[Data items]
//! Publish pipeline: read, merge, persist, render.
//!
//! A publish run must always produce the public artifact when the merge
//! itself succeeds. Source reads degrade to empty, snapshot and audit
//! writes are best-effort; staleness is preferable to an outage.

use std::future::Future;
use std::sync::Arc;
use std::time::Duration;

use chrono::{NaiveDate, Utc};
use serde::Serialize;
use tokio::time::timeout;
use tracing::{error, info, warn};

use super::merge::{self, MergeInputs};
use super::render;
use crate::breaker::{PipelineBreaker, ServiceBreaker};
use crate::domain::{ExportAuditRecord, MergeSummary, PublishedPick, TriggerSource};
use crate::error::{Error, Result};
use crate::port::notifier::{Event, NotifierRegistry};
use crate::port::source::PickSources;
use crate::port::store::{AuditStore, SnapshotStore};
use crate::port::ArtifactStore;

/// Circuit key guarding artifact writes.
const ARTIFACT_CIRCUIT: &str = "artifact_store";

/// What a publish run accomplished.
#[derive(Debug, Clone, Serialize)]
pub struct PublishReport {
    pub date: NaiveDate,
    pub summary: MergeSummary,
    pub snapshot_written: bool,
    pub audit_written: bool,
    pub artifact_written: bool,
    pub artifact_name: String,
}

/// Orchestrates one date's publish run.
pub struct Publisher<S, A> {
    sources: Arc<dyn PickSources>,
    snapshots: S,
    audits: A,
    artifacts: Arc<dyn ArtifactStore>,
    notifiers: Arc<NotifierRegistry>,
    reads: PipelineBreaker,
    writes: ServiceBreaker,
    query_timeout: Duration,
}

impl<S, A> Publisher<S, A>
where
    S: SnapshotStore,
    A: AuditStore,
{
    #[allow(clippy::too_many_arguments)]
    pub fn new(
        sources: Arc<dyn PickSources>,
        snapshots: S,
        audits: A,
        artifacts: Arc<dyn ArtifactStore>,
        notifiers: Arc<NotifierRegistry>,
        reads: PipelineBreaker,
        writes: ServiceBreaker,
        query_timeout: Duration,
    ) -> Self {
        Self {
            sources,
            snapshots,
            audits,
            artifacts,
            notifiers,
            reads,
            writes,
            query_timeout,
        }
    }

    /// Run the full pipeline for `date`.
    pub async fn publish_day(
        &self,
        date: NaiveDate,
        trigger: TriggerSource,
    ) -> Result<PublishReport> {
        let (signal, published, manual, started_games) = tokio::join!(
            self.read_source("signal", date, self.sources.signal_picks(date)),
            self.read_source("published", date, self.sources.published_picks(date)),
            self.read_source("manual", date, self.sources.manual_picks(date)),
            self.read_source("game_status", date, self.sources.started_game_ids(date)),
        );

        let now = Utc::now();
        let outcome = merge::merge_day(
            MergeInputs {
                signal,
                published,
                manual,
                started_games,
            },
            now,
        );
        let rows: Vec<PublishedPick> = outcome.picks.iter().map(|p| p.record.clone()).collect();

        let snapshot_written = match self.snapshots.replace_day(date, &rows).await {
            Ok(()) => true,
            Err(e) => {
                error!(
                    %date,
                    error = %e,
                    "Locked snapshot write failed; continuing with in-memory merge"
                );
                false
            }
        };

        let audit_written = self.append_audit(date, trigger, &outcome, now).await;

        // Aggregation reads the freshly-written history when available,
        // and degrades to the merge output alone when it is not.
        let history = match self.snapshots.graded_history().await {
            Ok(history) => history,
            Err(e) => {
                warn!(error = %e, "Graded history unavailable; records will be empty");
                Vec::new()
            }
        };

        let artifact = render::day_artifact(date, &outcome, &history, now);
        let artifact_name = render::artifact_name(date);
        let body = serde_json::to_value(&artifact)?;
        let artifact_written = match self
            .writes
            .call(ARTIFACT_CIRCUIT, || {
                self.artifacts.publish_json(&artifact_name, &body)
            })
            .await
        {
            Ok(()) => true,
            Err(e) if e.is_circuit_open() => {
                warn!(%date, error = %e, "Artifact store circuit open; artifact not published");
                false
            }
            Err(e) => {
                error!(%date, error = %e, "Artifact write failed");
                false
            }
        };

        self.notifiers.notify_all(Event::PicksPublished {
            date,
            summary: outcome.summary,
        });
        info!(
            %date,
            trigger = trigger.as_str(),
            total = outcome.summary.total,
            new = outcome.summary.new,
            dropped = outcome.summary.dropped,
            snapshot_written,
            audit_written,
            artifact_written,
            "Publish run complete"
        );

        Ok(PublishReport {
            date,
            summary: outcome.summary,
            snapshot_written,
            audit_written,
            artifact_written,
            artifact_name,
        })
    }

    /// Read one source through its circuit, degrading to empty on open
    /// circuits, failures and timeouts. A missing source never aborts the
    /// merge; that is the point of locking.
    async fn read_source<T, Fut>(&self, name: &str, date: NaiveDate, read: Fut) -> T
    where
        T: Default,
        Fut: Future<Output = Result<T>>,
    {
        let key = format!("warehouse:{name}:{date}");
        if !self.reads.is_available(&key).await {
            warn!(source = name, %date, "Circuit open; treating source as empty");
            return T::default();
        }

        match timeout(self.query_timeout, read).await {
            Ok(Ok(rows)) => {
                self.reads.record_success(&key);
                rows
            }
            Ok(Err(e)) => {
                self.reads.record_failure(&key, &e.to_string());
                warn!(source = name, %date, error = %e, "Source read failed; treating as empty");
                T::default()
            }
            Err(_) => {
                let e = Error::Timeout {
                    source_name: name.to_string(),
                    timeout: self.query_timeout,
                };
                self.reads.record_failure(&key, &e.to_string());
                warn!(source = name, %date, error = %e, "Source read timed out; treating as empty");
                T::default()
            }
        }
    }

    async fn append_audit(
        &self,
        date: NaiveDate,
        trigger: TriggerSource,
        outcome: &merge::MergeOutcome,
        now: chrono::DateTime<Utc>,
    ) -> bool {
        let payloads: Vec<render::PickPayload> = outcome
            .picks
            .iter()
            .map(|p| render::pick_payload(&p.record))
            .collect();
        let picks_snapshot = match serde_json::to_string(&payloads) {
            Ok(json) => json,
            Err(e) => {
                error!(error = %e, "Failed to serialize audit snapshot");
                return false;
            }
        };

        let record = ExportAuditRecord {
            export_id: ExportAuditRecord::generate_id(now),
            game_date: date,
            summary: outcome.summary,
            picks_snapshot,
            trigger_source: trigger,
            created_at: now,
        };

        match self.audits.append(&record).await {
            Ok(()) => true,
            Err(e) => {
                error!(%date, error = %e, "Audit append failed");
                false
            }
        }
    }
}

Exercise directions | Take the lines above from the first through the one containing "Run the full" and reproduce them exactly; include nothing else.

Solution below |
//! Publish pipeline: read, merge, persist, render.
//!
//! A publish run must always produce the public artifact when the merge
//! itself succeeds. Source reads degrade to empty, snapshot and audit
//! writes are best-effort; staleness is preferable to an outage.

use std::future::Future;
use std::sync::Arc;
use std::time::Duration;

use chrono::{NaiveDate, Utc};
use serde::Serialize;
use tokio::time::timeout;
use tracing::{error, info, warn};

use super::merge::{self, MergeInputs};
use super::render;
use crate::breaker::{PipelineBreaker, ServiceBreaker};
use crate::domain::{ExportAuditRecord, MergeSummary, PublishedPick, TriggerSource};
use crate::error::{Error, Result};
use crate::port::notifier::{Event, NotifierRegistry};
use crate::port::source::PickSources;
use crate::port::store::{AuditStore, SnapshotStore};
use crate::port::ArtifactStore;

/// Circuit key guarding artifact writes.
const ARTIFACT_CIRCUIT: &str = "artifact_store";

/// What a publish run accomplished.
#[derive(Debug, Clone, Serialize)]
pub struct PublishReport {
    pub date: NaiveDate,
    pub summary: MergeSummary,
    pub snapshot_written: bool,
    pub audit_written: bool,
    pub artifact_written: bool,
    pub artifact_name: String,
}

/// Orchestrates one date's publish run.
pub struct Publisher<S, A> {
    sources: Arc<dyn PickSources>,
    snapshots: S,
    audits: A,
    artifacts: Arc<dyn ArtifactStore>,
    notifiers: Arc<NotifierRegistry>,
    reads: PipelineBreaker,
    writes: ServiceBreaker,
    query_timeout: Duration,
}

impl<S, A> Publisher<S, A>
where
    S: SnapshotStore,
    A: AuditStore,
{
    #[allow(clippy::too_many_arguments)]
    pub fn new(
        sources: Arc<dyn PickSources>,
        snapshots: S,
        audits: A,
        artifacts: Arc<dyn ArtifactStore>,
        notifiers: Arc<NotifierRegistry>,
        reads: PipelineBreaker,
        writes: ServiceBreaker,
        query_timeout: Duration,
    ) -> Self {
        Self {
            sources,
            snapshots,
            audits,
            artifacts,
            notifiers,
            reads,
            writes,
            query_timeout,
        }
    }

    /// Run the full pipeline for `date`.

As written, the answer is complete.